Macron to prolong French state of emergency

Flags at half mast  in tribute to the Manchester attack victims at the French Elysée presidential palace on Wednesday
Flags at half mast in tribute to the Manchester attack victims at the French Elysée presidential palace on Wednesday Reuters/Benoit Tessier

French President Emmanuel Macron will ask Parliament to prolong France's state of emergency again and wants a new anti-terror law. Manchester bomber Salman Abedi "without doubt" travelled to Syria, French Interior Minister Gérard Collomb said on Wednesday.


Macron wants to extend the state of emergency, brought in after the November 2015 Paris attacks and already extended five times, to 1 November, a statement from his office said Wednesday.

Before his election on 7 May 39-year-old Macron had indicated that he would ask parliament to prolong it.

A new security forces law would go further than legislation introduced by former president François Hollande, who insisted as he left office that police and intelligence services had all the powers they needed.

MPs approved a new law in 2015 which granted the state sweeping powers to spy on its citizens despite criticism from rights groups.

Macron would propose a draft new law to help security forces "outside of the state of emergency", the statement said.

Two days after the Manchester attack, which killed 22 people at a pop concert, Macron "stressed the solidarity that unites France and the United Kingdom in the struggle against terrorism", according to the statement.

His defence committee has "examined the ways to give all possible assistance to the investigation being conducted by the British authorities", it added.

Attacker probably went to Syria

"At the moment we only know what the British investigators have told us," Collomb told BFMTV.

The 22-year-old, whose parents were Libyan, "grew up in Britain and then suddenly, after a trip to Libya and then without doubt to Syria, became radicalised and decided to carry out this attack", he said.

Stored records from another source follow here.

//! Permission records, expressions, and the resolution pipeline pieces

pub mod aggregate;
pub mod evaluator;
pub mod expression;
pub mod matcher;
pub mod models;
pub mod set;

pub use aggregate::{aggregate, merge_grants, scope_grants};
pub use evaluator::evaluate;
pub use expression::{Combinator, Expression, Operator, PermissionQuery};
pub use matcher::{match_key, resolve_atom};
pub use models::{Grant, PermissionRecord, PermissionValue, Target};
pub use set::{normalize, normalize_records, PermissionSet};
//! Cache store port used to memoize effective permission sets

use std::collections::HashMap;
use std::time::{Duration, Instant};

use parking_lot::RwLock;

use crate::error::Result;

/// Key-value store with per-entry expiry.
///
/// Values are JSON so any backend that can hold a string can implement this.
pub trait CacheStore: Send + Sync {
    /// Fetch a live value
    fn get(&self, key: &str) -> Result<Option<serde_json::Value>>;

    /// Store a value for `ttl`
    fn put(&self, key: &str, value: serde_json::Value, ttl: Duration) -> Result<()>;

    /// Drop a value, returning whether one was present
    fn forget(&self, key: &str) -> Result<bool>;
}

/// Cached value and its expiry
#[derive(Debug, Clone)]
pub struct CacheEntry {
    pub value: serde_json::Value,
    /// None when the TTL reaches past what `Instant` can represent
    pub expires_at: Option<Instant>,
}

impl CacheEntry {
    pub fn new(value: serde_json::Value, ttl: Duration) -> Self {
        Self {
            value,
            expires_at: Instant::now().checked_add(ttl),
        }
    }

    /// An entry is dead from its expiry instant on
    pub fn is_expired(&self) -> bool {
        match self.expires_at {
            Some(expires_at) => Instant::now() >= expires_at,
            None => false,
        }
    }
}

/// In-memory cache store
#[derive(Default)]
pub struct MemoryCacheStore {
    entries: RwLock<HashMap<String, CacheEntry>>,
}

impl MemoryCacheStore {
    pub fn new() -> Self {
        Self::default()
    }

    /// Number of stored entries, expired ones included until touched
    pub fn len(&self) -> usize {
        self.entries.read().len()
    }

    pub fn is_empty(&self) -> bool {
        self.entries.read().is_empty()
    }

    pub fn contains(&self, key: &str) -> bool {
        self.entries
            .read()
            .get(key)
            .map(|entry| !entry.is_expired())
            .unwrap_or(false)
    }

    pub fn clear(&self) {
        self.entries.write().clear();
    }
}

impl CacheStore for MemoryCacheStore {
    fn get(&self, key: &str) -> Result<Option<serde_json::Value>> {
        {
            let entries = self.entries.read();
            match entries.get(key) {
                None => return Ok(None),
                Some(entry) if !entry.is_expired() => return Ok(Some(entry.value.clone())),
                Some(_) => {}
            }
        }

        // Expired: evict so the map does not grow with dead keys. The entry may
        // have been replaced between the two locks.
        let mut entries = self.entries.write();
        match entries.get(key).map(CacheEntry::is_expired) {
            Some(false) => Ok(entries.get(key).map(|entry| entry.value.clone())),
            Some(true) => {
                entries.remove(key);
                Ok(None)
            }
            None => Ok(None),
        }
    }

    fn put(&self, key: &str, value: serde_json::Value, ttl: Duration) -> Result<()> {
        self.entries
            .write()
            .insert(key.to_string(), CacheEntry::new(value, ttl));
        Ok(())
    }

    fn forget(&self, key: &str) -> Result<bool> {
        Ok(self.entries.write().remove(key).is_some())
    }
}
//! Permission resolution with memoized effective sets
//!
//! A check runs the query through the expression parser, fetches the
//! principal's effective set (from the cache store or by aggregating and
//! normalizing its grants), merges any extra permissions, and evaluates the
//! atoms against the result.

use std::sync::Arc;

use crate::cache::CacheStore;
use crate::config::{AclConfig, MergePolicy};
use crate::error::Result;
use crate::permission::{
    aggregate, evaluate, normalize, normalize_records, resolve_atom, scope_grants, Expression,
    Grant, PermissionQuery, PermissionRecord, PermissionSet, Target,
};
use crate::principal::{Principal, Role, RoleId, UserId};
use crate::storage::{GrantChange, GrantSource};

/// Resolves permission checks for roles and users
pub struct PermissionResolver<S, C> {
    source: Arc<S>,
    cache: Arc<C>,
    config: AclConfig,
}

impl<S, C> PermissionResolver<S, C>
where
    S: GrantSource,
    C: CacheStore,
{
    /// Create a resolver over a grant source and a cache store
    pub fn new(source: Arc<S>, cache: Arc<C>, config: AclConfig) -> Result<Self> {
        config.validate()?;
        Ok(Self {
            source,
            cache,
            config,
        })
    }

    pub fn config(&self) -> &AclConfig {
        &self.config
    }

    pub fn source(&self) -> &Arc<S> {
        &self.source
    }

    /// Bind the resolver to one principal
    pub fn principal(&self, principal: impl Into<Principal>) -> PrincipalHandle<'_, S, C> {
        PrincipalHandle {
            resolver: self,
            principal: principal.into(),
        }
    }

    /// Cache key of a principal's effective set
    pub fn cache_key(&self, principal: Principal) -> String {
        format!("{}:{}", self.config.cache_prefix, principal)
    }

    /// Check a permission expression against global grants only
    pub fn can(
        &self,
        principal: impl Into<Principal>,
        query: impl Into<PermissionQuery>,
        operator: Option<&str>,
        extra: Option<&[PermissionRecord]>,
    ) -> Result<bool> {
        self.check(principal.into(), query.into(), None, operator, extra)
    }

    /// Check a permission expression, optionally for one target
    pub fn able(
        &self,
        principal: impl Into<Principal>,
        query: impl Into<PermissionQuery>,
        scope: Option<&Target>,
        operator: Option<&str>,
        extra: Option<&[PermissionRecord]>,
    ) -> Result<bool> {
        self.check(principal.into(), query.into(), scope, operator, extra)
    }

    fn check(
        &self,
        principal: Principal,
        query: PermissionQuery,
        scope: Option<&Target>,
        operator: Option<&str>,
        extra: Option<&[PermissionRecord]>,
    ) -> Result<bool> {
        let expression = Expression::parse(query, operator)?;

        let mut set = self.effective_set(principal)?;
        if let Some(records) = extra.filter(|records| !records.is_empty()) {
            let overwrite = self.config.extra_merge == MergePolicy::PreferExtra;
            set.merge(&normalize_records(records), overwrite);
        }

        let granted = evaluate(&expression, |atom| resolve_atom(atom, &set, scope));

        tracing::debug!(
            principal = %principal,
            atoms = ?expression.atoms(),
            combinator = ?expression.combinator(),
            scope = ?scope,
            granted,
            "Resolved permission check"
        );
        Ok(granted)
    }

    /// Effective permission set of a principal, memoized for the configured TTL.
    ///
    /// Cache failures are logged and fall back to recomputation.
    pub fn effective_set(&self, principal: Principal) -> Result<PermissionSet> {
        let Some(ttl) = self.config.cache_ttl() else {
            return self.compute_set(principal);
        };

        let key = self.cache_key(principal);
        if let Some(set) = self.cached_set(&key) {
            tracing::debug!(principal = %principal, key = %key, "Permission set cache hit");
            return Ok(set);
        }

        tracing::debug!(principal = %principal, key = %key, "Permission set cache miss");
        let set = self.compute_set(principal)?;

        match serde_json::to_value(&set) {
            Ok(value) => {
                if let Err(e) = self.cache.put(&key, value, ttl) {
                    tracing::warn!(key = %key, error = %e, "Failed to store permission set");
                }
            }
            Err(e) => tracing::warn!(key = %key, error = %e, "Failed to encode permission set"),
        }

        Ok(set)
    }

    fn cached_set(&self, key: &str) -> Option<PermissionSet> {
        let value = match self.cache.get(key) {
            Ok(value) => value?,
            Err(e) => {
                tracing::warn!(key = %key, error = %e, "Cache store unavailable, recomputing");
                return None;
            }
        };

        match serde_json::from_value(value) {
            Ok(set) => Some(set),
            Err(e) => {
                tracing::warn!(key = %key, error = %e, "Discarding undecodable cached permission set");
                None
            }
        }
    }

    /// Build a principal's effective set from the grant source, bypassing the cache
    pub fn compute_set(&self, principal: Principal) -> Result<PermissionSet> {
        let grants = self.collect_grants(principal)?;
        Ok(normalize(&grants))
    }

    fn collect_grants(&self, principal: Principal) -> Result<Vec<Grant>> {
        match principal {
            Principal::Role(id) => Ok(aggregate([self.source.grants_for_role(id)?])),
            Principal::User(id) => {
                let mut per_role = vec![self.source.grants_for_user(id)?];
                for assignment in self.source.assignments_for_user(id)? {
                    let grants = self.source.grants_for_role(assignment.role)?;
                    per_role.push(scope_grants(grants, assignment.target.as_ref()));
                }
                Ok(aggregate(per_role))
            }
        }
    }

    /// Drop a principal's memoized set
    pub fn invalidate(&self, principal: Principal) -> Result<()> {
        let key = self.cache_key(principal);
        let removed = self.cache.forget(&key)?;
        tracing::info!(principal = %principal, key = %key, removed, "Invalidated permission set");
        Ok(())
    }

    /// Invalidate everything a grant change makes stale.
    ///
    /// A role change also evicts the sets of every user holding the role.
    pub fn apply_change(&self, change: &GrantChange) -> Result<()> {
        match change {
            GrantChange::RoleGrants(role) => {
                self.invalidate(Principal::Role(*role))?;
                for user in self.source.users_with_role(*role)? {
                    self.invalidate(Principal::User(user))?;
                }
            }
            GrantChange::UserGrants(user) => self.invalidate(Principal::User(*user))?,
        }
        Ok(())
    }

    /// Roles assigned to a user, in assignment order
    pub fn roles_of(&self, user: UserId) -> Result<Vec<Role>> {
        let mut seen: Vec<RoleId> = Vec::new();
        let mut roles = Vec::new();
        for assignment in self.source.assignments_for_user(user)? {
            if seen.contains(&assignment.role) {
                continue;
            }
            seen.push(assignment.role);
            if let Some(role) = self.source.role(assignment.role)? {
                roles.push(role);
            }
        }
        Ok(roles)
    }

    /// Check a user's role slugs with the same `a|b` / `a&b` grammar as permissions
    pub fn has_role(
        &self,
        user: UserId,
        query: impl Into<PermissionQuery>,
        operator: Option<&str>,
    ) -> Result<bool> {
        let expression = Expression::parse(query, operator)?;
        let slugs: Vec<String> = self.roles_of(user)?.into_iter().map(|r| r.slug).collect();
        Ok(evaluate(&expression, |atom| slugs.iter().any(|slug| slug == atom)))
    }
}

/// A resolver bound to one principal
pub struct PrincipalHandle<'a, S, C> {
    resolver: &'a PermissionResolver<S, C>,
    principal: Principal,
}

impl<S, C> PrincipalHandle<'_, S, C>
where
    S: GrantSource,
    C: CacheStore,
{
    pub fn principal(&self) -> Principal {
        self.principal
    }

    pub fn can(
        &self,
        query: impl Into<PermissionQuery>,
        operator: Option<&str>,
        extra: Option<&[PermissionRecord]>,
    ) -> Result<bool> {
        self.resolver.can(self.principal, query, operator, extra)
    }

    pub fn able(
        &self,
        query: impl Into<PermissionQuery>,
        scope: Option<&Target>,
        operator: Option<&str>,
        extra: Option<&[PermissionRecord]>,
    ) -> Result<bool> {
        self.resolver.able(self.principal, query, scope, operator, extra)
    }

    pub fn permissions(&self) -> Result<PermissionSet> {
        self.resolver.effective_set(self.principal)
    }
}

The Islamic State armed group has recently lost much of the territory it captured and declared a "Caliphate" in Iraq and Syria.

His British counterpart Amber Rudd told the BBC that the attack, which killed 22 people and injured dozens, that it was probably the work of more than one person.

"It was a devastating occasion, it was more sophisticated than some of the attacks we've seen before, and it seems likely - possible - that he wasn't doing this on his own," she told BBC radio.

British police on Wednesday made three more arrests connected to the bombing.

Rudd confirmed that Abedi was known to security services.